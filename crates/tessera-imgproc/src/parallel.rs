use rayon::prelude::*;
use thiserror::Error;

use tessera_image::Image;

/// Errors that can occur during parallel execution.
#[derive(Error, Debug, PartialEq)]
pub enum ParallelError {
    /// The thread pool failed to build.
    #[error("failed to build thread pool: {0}")]
    BuildError(String),

    /// The requested thread count is invalid.
    #[error("thread count must be > 0, got {0}")]
    InvalidThreadCount(usize),
}

/// Controls how row-parallel operations are executed.
#[derive(Debug, Clone, Copy, PartialEq, Eq, Default)]
#[cfg_attr(feature = "serde", derive(serde::Serialize, serde::Deserialize))]
pub enum ExecutionStrategy {
    /// Use the global Rayon thread pool to process rows in parallel.
    #[default]
    ParallelRows,

    /// Run sequentially on the current thread.
    ///
    /// Useful for small images, debugging, or when the overhead of parallelization
    /// outweighs the benefits.
    Serial,

    /// Run on a local thread pool with `n` threads.
    ///
    /// # Warning
    /// Creates a new thread pool on every call, which has significant overhead.
    /// Use this primarily for benchmarking or specific isolation needs.
    Fixed(usize),
}

impl ExecutionStrategy {
    /// Check the strategy before any work is dispatched.
    pub fn validate(&self) -> Result<(), ParallelError> {
        match self {
            ExecutionStrategy::Fixed(0) => Err(ParallelError::InvalidThreadCount(0)),
            _ => Ok(()),
        }
    }

    /// Number of workers the strategy will run on.
    pub fn num_workers(&self) -> usize {
        match self {
            ExecutionStrategy::ParallelRows => rayon::current_num_threads(),
            ExecutionStrategy::Serial => 1,
            ExecutionStrategy::Fixed(n) => *n,
        }
    }
}

/// Apply a function to each row of the image with the given strategy.
///
/// The closure receives the row index and the mutable row slice
/// (`width * C` elements). Each row is handed to exactly one worker, so no
/// two invocations ever alias the same memory.
///
/// # Errors
///
/// Returns an error if the strategy is invalid or its thread pool cannot be built.
/// No row is touched in that case.
pub fn par_iter_rows_indexed<T, const C: usize>(
    dst: &mut Image<T, C>,
    strategy: ExecutionStrategy,
    f: impl Fn(usize, &mut [T]) + Send + Sync,
) -> Result<(), ParallelError>
where
    T: Copy + Send + Sync,
{
    strategy.validate()?;

    let row_stride = dst.cols() * C;
    if row_stride == 0 {
        return Ok(());
    }
    let data = dst.as_slice_mut();

    match strategy {
        ExecutionStrategy::Serial => {
            data.chunks_exact_mut(row_stride)
                .enumerate()
                .for_each(|(y, row)| f(y, row));
        }
        ExecutionStrategy::ParallelRows => {
            data.par_chunks_exact_mut(row_stride)
                .enumerate()
                .for_each(|(y, row)| f(y, row));
        }
        ExecutionStrategy::Fixed(n) => {
            let pool = rayon::ThreadPoolBuilder::new()
                .num_threads(n)
                .build()
                .map_err(|e| ParallelError::BuildError(e.to_string()))?;

            pool.install(|| {
                data.par_chunks_exact_mut(row_stride)
                    .enumerate()
                    .for_each(|(y, row)| f(y, row));
            });
        }
    }

    Ok(())
}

Work required
Please return, exactly as written, the line containing "return Ok(());" and every line after it through the end of the records above, and nothing else.

Exercise solution
        return Ok(());
    }
    let data = dst.as_slice_mut();

    match strategy {
        ExecutionStrategy::Serial => {
            data.chunks_exact_mut(row_stride)
                .enumerate()
                .for_each(|(y, row)| f(y, row));
        }
        ExecutionStrategy::ParallelRows => {
            data.par_chunks_exact_mut(row_stride)
                .enumerate()
                .for_each(|(y, row)| f(y, row));
        }
        ExecutionStrategy::Fixed(n) => {
            let pool = rayon::ThreadPoolBuilder::new()
                .num_threads(n)
                .build()
                .map_err(|e| ParallelError::BuildError(e.to_string()))?;

            pool.install(|| {
                data.par_chunks_exact_mut(row_stride)
                    .enumerate()
                    .for_each(|(y, row)| f(y, row));
            });
        }
    }

    Ok(())
}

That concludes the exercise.